Collected data
____

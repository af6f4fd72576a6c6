// src/defs.rs
// Shared constants and small helpers for the tombola announcer.

use std::time::Duration;

pub const UNKNOWN_PLAYER: &str = "Unknown Player";

pub const NUMBER_CALL_PRIORITY: u8 = 1;

pub const DEFAULT_INTER_ANNOUNCEMENT_DELAY: Duration = Duration::from_millis(500);

// Number range of a 90-ball game
pub const FIRSTNUMBER: u8 = 1;
pub const LASTNUMBER: u8 = 90;

pub struct Colors;

impl Colors {
    pub fn green() -> &'static str {
        "\x1b[1;32m"
    }

    pub fn yellow() -> &'static str {
        "\x1b[1;33m"
    }

    pub fn magenta() -> &'static str {
        "\x1b[1;35m"
    }

    pub fn reset() -> &'static str {
        "\x1b[0m"
    }
}

pub fn is_valid_number(number: u8) -> bool {
    (FIRSTNUMBER..=LASTNUMBER).contains(&number)
}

____

### Your task
The reply must consist solely of the lines from the one containing "pub fn is_valid_number(number: u8)" through the last line of the data, reproduced exactly.

### Output
pub fn is_valid_number(number: u8) -> bool {
    (FIRSTNUMBER..=LASTNUMBER).contains(&number)
}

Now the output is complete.